▶ _Exercise brief_:
The entries below are to be retyped exactly. Preserve every word.

Stored data

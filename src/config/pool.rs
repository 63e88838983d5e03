//! Pool and converter configuration structures.

use std::path::PathBuf;

use serde::{Deserialize, Serialize};

/// Default stack size for task threads (2 MiB, the std default).
pub const DEFAULT_THREAD_STACK_SIZE: usize = 2 * 1024 * 1024;

/// Default prefix for task thread names.
pub const DEFAULT_THREAD_NAME_PREFIX: &str = "workpool-task";

fn default_max_workers() -> usize {
    num_cpus::get()
}

const fn default_thread_stack_size() -> usize {
    DEFAULT_THREAD_STACK_SIZE
}

fn default_thread_name_prefix() -> String {
    DEFAULT_THREAD_NAME_PREFIX.into()
}

/// Configuration for a `WorkPool`.
#[derive(Debug, Clone, PartialEq, Eq, Serialize, Deserialize)]
pub struct WorkPoolConfig {
    /// Maximum number of tasks executing at the same time.
    #[serde(default = "default_max_workers")]
    pub max_workers: usize,
    /// Stack size in bytes for each task thread.
    #[serde(default = "default_thread_stack_size")]
    pub thread_stack_size: usize,
    /// Task threads are named `{prefix}-{task_id}`.
    #[serde(default = "default_thread_name_prefix")]
    pub thread_name_prefix: String,
}

impl Default for WorkPoolConfig {
    fn default() -> Self {
        Self {
            max_workers: default_max_workers(),
            thread_stack_size: DEFAULT_THREAD_STACK_SIZE,
            thread_name_prefix: default_thread_name_prefix(),
        }
    }
}

impl WorkPoolConfig {
    /// Configuration with one worker per CPU.
    #[must_use]
    pub fn new() -> Self {
        Self::default()
    }

    /// Set the concurrency limit.
    #[must_use]
    pub fn with_max_workers(mut self, max_workers: usize) -> Self {
        self.max_workers = max_workers;
        self
    }

    /// Set the task thread stack size.
    #[must_use]
    pub fn with_thread_stack_size(mut self, bytes: usize) -> Self {
        self.thread_stack_size = bytes;
        self
    }

    /// Set the task thread name prefix.
    #[must_use]
    pub fn with_thread_name_prefix(mut self, prefix: impl Into<String>) -> Self {
        self.thread_name_prefix = prefix.into();
        self
    }

    /// Validate configuration values.
    ///
    /// # Errors
    ///
    /// Returns a description of the first invalid field.
    pub fn validate(&self) -> Result<(), String> {
        if self.max_workers == 0 {
            return Err("max_workers must be greater than 0".into());
        }
        if self.thread_stack_size == 0 {
            return Err("thread_stack_size must be greater than 0".into());
        }
        if self.thread_name_prefix.is_empty() {
            return Err("thread_name_prefix must not be empty".into());
        }
        Ok(())
    }

    /// Parse configuration from a JSON string and validate.
    ///
    /// # Errors
    ///
    /// Returns a message on malformed JSON or failed validation.
    pub fn from_json_str(input: &str) -> Result<Self, String> {
        let cfg: Self = serde_json::from_str(input).map_err(|e| format!("parse error: {e}"))?;
        cfg.validate()?;
        Ok(cfg)
    }
}

/// Environment variable naming the input directory.
pub const ENV_INPUT_DIR: &str = "CSV2JSON_INPUT_DIR";
/// Environment variable naming the output directory.
pub const ENV_OUTPUT_DIR: &str = "CSV2JSON_OUTPUT_DIR";
/// Environment variable selecting the input file extension.
pub const ENV_EXTENSION: &str = "CSV2JSON_EXTENSION";
/// Environment variable selecting the field delimiter.
pub const ENV_DELIMITER: &str = "CSV2JSON_DELIMITER";
/// Environment variable setting the concurrency limit.
pub const ENV_WORKERS: &str = "CSV2JSON_WORKERS";

/// Configuration for the CSV-to-JSON directory converter.
#[derive(Debug, Clone, PartialEq, Eq, Serialize, Deserialize)]
pub struct ConverterConfig {
    /// Directory scanned for input files.
    pub input_dir: PathBuf,
    /// Directory receiving `<name>.json` outputs; created if missing.
    pub output_dir: PathBuf,
    /// Input file extension, without the dot.
    pub extension: String,
    /// Single-byte field delimiter.
    pub delimiter: u8,
    /// Maximum files converted at the same time.
    pub max_workers: usize,
}

impl Default for ConverterConfig {
    fn default() -> Self {
        Self {
            input_dir: PathBuf::from("./csv_files"),
            output_dir: PathBuf::from("./output_json_files"),
            extension: "csv".into(),
            delimiter: b',',
            max_workers: default_max_workers(),
        }
    }
}

impl ConverterConfig {
    /// Build from `CSV2JSON_*` environment variables, loading `.env` first.
    ///
    /// Unset variables keep their defaults.
    ///
    /// # Errors
    ///
    /// Returns a message when a variable is present but unparseable, or the
    /// result fails validation.
    pub fn from_env() -> Result<Self, String> {
        let _ = dotenvy::dotenv();
        let mut cfg = Self::default();

        if let Ok(dir) = std::env::var(ENV_INPUT_DIR) {
            cfg.input_dir = PathBuf::from(dir);
        }
        if let Ok(dir) = std::env::var(ENV_OUTPUT_DIR) {
            cfg.output_dir = PathBuf::from(dir);
        }
        if let Ok(ext) = std::env::var(ENV_EXTENSION) {
            cfg.extension = ext.trim_start_matches('.').to_string();
        }
        if let Ok(delim) = std::env::var(ENV_DELIMITER) {
            cfg.delimiter = parse_delimiter(&delim)?;
        }
        if let Ok(workers) = std::env::var(ENV_WORKERS) {
            cfg.max_workers = workers
                .parse()
                .map_err(|e| format!("{ENV_WORKERS}: {e}"))?;
        }

        cfg.validate()?;
        Ok(cfg)
    }

    /// Validate configuration values.
    ///
    /// # Errors
    ///
    /// Returns a description of the first invalid field.
    pub fn validate(&self) -> Result<(), String> {
        if self.max_workers == 0 {
            return Err("max_workers must be greater than 0".into());
        }
        if self.extension.is_empty() {
            return Err("extension must not be empty".into());
        }
        if self.delimiter == b'"' || self.delimiter == b'\n' || self.delimiter == b'\r' {
            return Err(format!("delimiter {:?} is not allowed", self.delimiter as char));
        }
        Ok(())
    }

    /// Pool configuration derived from this converter configuration.
    #[must_use]
    pub fn pool_config(&self) -> WorkPoolConfig {
        WorkPoolConfig::new()
            .with_max_workers(self.max_workers)
            .with_thread_name_prefix("csv2json")
    }
}

/// Parse a delimiter given as a single ASCII character or the word `tab`.
///
/// # Errors
///
/// Returns a message when the input is not exactly one ASCII byte.
pub fn parse_delimiter(input: &str) -> Result<u8, String> {
    if input.eq_ignore_ascii_case("tab") || input == "\\t" {
        return Ok(b'\t');
    }
    match input.as_bytes() {
        [b] if b.is_ascii() => Ok(*b),
        _ => Err(format!("delimiter must be a single ASCII character, got {input:?}")),
    }
}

▶ _Task result_:
filename src/config/pool.rs
repository 63e88838983d5e03
//! Pool and converter configuration structures.

use std::path::PathBuf;

use serde::{Deserialize, Serialize};

/// Default stack size for task threads (2 MiB, the std default).
pub const DEFAULT_THREAD_STACK_SIZE: usize = 2 * 1024 * 1024;

/// Default prefix for task thread names.
pub const DEFAULT_THREAD_NAME_PREFIX: &str = "workpool-task";

fn default_max_workers() -> usize {
    num_cpus::get()
}

const fn default_thread_stack_size() -> usize {
    DEFAULT_THREAD_STACK_SIZE
}

fn default_thread_name_prefix() -> String {
    DEFAULT_THREAD_NAME_PREFIX.into()
}

/// Configuration for a `WorkPool`.
#[derive(Debug, Clone, PartialEq, Eq, Serialize, Deserialize)]
pub struct WorkPoolConfig {
    /// Maximum number of tasks executing at the same time.
    #[serde(default = "default_max_workers")]
    pub max_workers: usize,
    /// Stack size in bytes for each task thread.
    #[serde(default = "default_thread_stack_size")]
    pub thread_stack_size: usize,
    /// Task threads are named `{prefix}-{task_id}`.
    #[serde(default = "default_thread_name_prefix")]
    pub thread_name_prefix: String,
}

impl Default for WorkPoolConfig {
    fn default() -> Self {
        Self {
            max_workers: default_max_workers(),
            thread_stack_size: DEFAULT_THREAD_STACK_SIZE,
            thread_name_prefix: default_thread_name_prefix(),
        }
    }
}

impl WorkPoolConfig {
    /// Configuration with one worker per CPU.
    #[must_use]
    pub fn new() -> Self {
        Self::default()
    }

    /// Set the concurrency limit.
    #[must_use]
    pub fn with_max_workers(mut self, max_workers: usize) -> Self {
        self.max_workers = max_workers;
        self
    }

    /// Set the task thread stack size.
    #[must_use]
    pub fn with_thread_stack_size(mut self, bytes: usize) -> Self {
        self.thread_stack_size = bytes;
        self
    }

    /// Set the task thread name prefix.
    #[must_use]
    pub fn with_thread_name_prefix(mut self, prefix: impl Into<String>) -> Self {
        self.thread_name_prefix = prefix.into();
        self
    }

    /// Validate configuration values.
    ///
    /// # Errors
    ///
    /// Returns a description of the first invalid field.
    pub fn validate(&self) -> Result<(), String> {
        if self.max_workers == 0 {
            return Err("max_workers must be greater than 0".into());
        }
        if self.thread_stack_size == 0 {
            return Err("thread_stack_size must be greater than 0".into());
        }
        if self.thread_name_prefix.is_empty() {
            return Err("thread_name_prefix must not be empty".into());
        }
        Ok(())
    }

    /// Parse configuration from a JSON string and validate.
    ///
    /// # Errors
    ///
    /// Returns a message on malformed JSON or failed validation.
    pub fn from_json_str(input: &str) -> Result<Self, String> {
        let cfg: Self = serde_json::from_str(input).map_err(|e| format!("parse error: {e}"))?;
        cfg.validate()?;
        Ok(cfg)
    }
}

/// Environment variable naming the input directory.
pub const ENV_INPUT_DIR: &str = "CSV2JSON_INPUT_DIR";
/// Environment variable naming the output directory.
pub const ENV_OUTPUT_DIR: &str = "CSV2JSON_OUTPUT_DIR";
/// Environment variable selecting the input file extension.
pub const ENV_EXTENSION: &str = "CSV2JSON_EXTENSION";
/// Environment variable selecting the field delimiter.
pub const ENV_DELIMITER: &str = "CSV2JSON_DELIMITER";
/// Environment variable setting the concurrency limit.
pub const ENV_WORKERS: &str = "CSV2JSON_WORKERS";

/// Configuration for the CSV-to-JSON directory converter.
#[derive(Debug, Clone, PartialEq, Eq, Serialize, Deserialize)]
pub struct ConverterConfig {
    /// Directory scanned for input files.
    pub input_dir: PathBuf,
    /// Directory receiving `<name>.json` outputs; created if missing.
    pub output_dir: PathBuf,
    /// Input file extension, without the dot.
    pub extension: String,
    /// Single-byte field delimiter.
    pub delimiter: u8,
    /// Maximum files converted at the same time.
    pub max_workers: usize,
}

impl Default for ConverterConfig {
    fn default() -> Self {
        Self {
            input_dir: PathBuf::from("./csv_files"),
            output_dir: PathBuf::from("./output_json_files"),
            extension: "csv".into(),
            delimiter: b',',
            max_workers: default_max_workers(),
        }
    }
}

impl ConverterConfig {
    /// Build from `CSV2JSON_*` environment variables, loading `.env` first.
    ///
    /// Unset variables keep their defaults.
    ///
    /// # Errors
    ///
    /// Returns a message when a variable is present but unparseable, or the
    /// result fails validation.
    pub fn from_env() -> Result<Self, String> {
        let _ = dotenvy::dotenv();
        let mut cfg = Self::default();

        if let Ok(dir) = std::env::var(ENV_INPUT_DIR) {
            cfg.input_dir = PathBuf::from(dir);
        }
        if let Ok(dir) = std::env::var(ENV_OUTPUT_DIR) {
            cfg.output_dir = PathBuf::from(dir);
        }
        if let Ok(ext) = std::env::var(ENV_EXTENSION) {
            cfg.extension = ext.trim_start_matches('.').to_string();
        }
        if let Ok(delim) = std::env::var(ENV_DELIMITER) {
            cfg.delimiter = parse_delimiter(&delim)?;
        }
        if let Ok(workers) = std::env::var(ENV_WORKERS) {
            cfg.max_workers = workers
                .parse()
                .map_err(|e| format!("{ENV_WORKERS}: {e}"))?;
        }

        cfg.validate()?;
        Ok(cfg)
    }

    /// Validate configuration values.
    ///
    /// # Errors
    ///
    /// Returns a description of the first invalid field.
    pub fn validate(&self) -> Result<(), String> {
        if self.max_workers == 0 {
            return Err("max_workers must be greater than 0".into());
        }
        if self.extension.is_empty() {
            return Err("extension must not be empty".into());
        }
        if self.delimiter == b'"' || self.delimiter == b'\n' || self.delimiter == b'\r' {
            return Err(format!("delimiter {:?} is not allowed", self.delimiter as char));
        }
        Ok(())
    }

    /// Pool configuration derived from this converter configuration.
    #[must_use]
    pub fn pool_config(&self) -> WorkPoolConfig {
        WorkPoolConfig::new()
            .with_max_workers(self.max_workers)
            .with_thread_name_prefix("csv2json")
    }
}

/// Parse a delimiter given as a single ASCII character or the word `tab`.
///
/// # Errors
///
/// Returns a message when the input is not exactly one ASCII byte.
pub fn parse_delimiter(input: &str) -> Result<u8, String> {
    if input.eq_ignore_ascii_case("tab") || input == "\\t" {
        return Ok(b'\t');
    }
    match input.as_bytes() {
        [b] if b.is_ascii() => Ok(*b),
        _ => Err(format!("delimiter must be a single ASCII character, got {input:?}")),
    }
}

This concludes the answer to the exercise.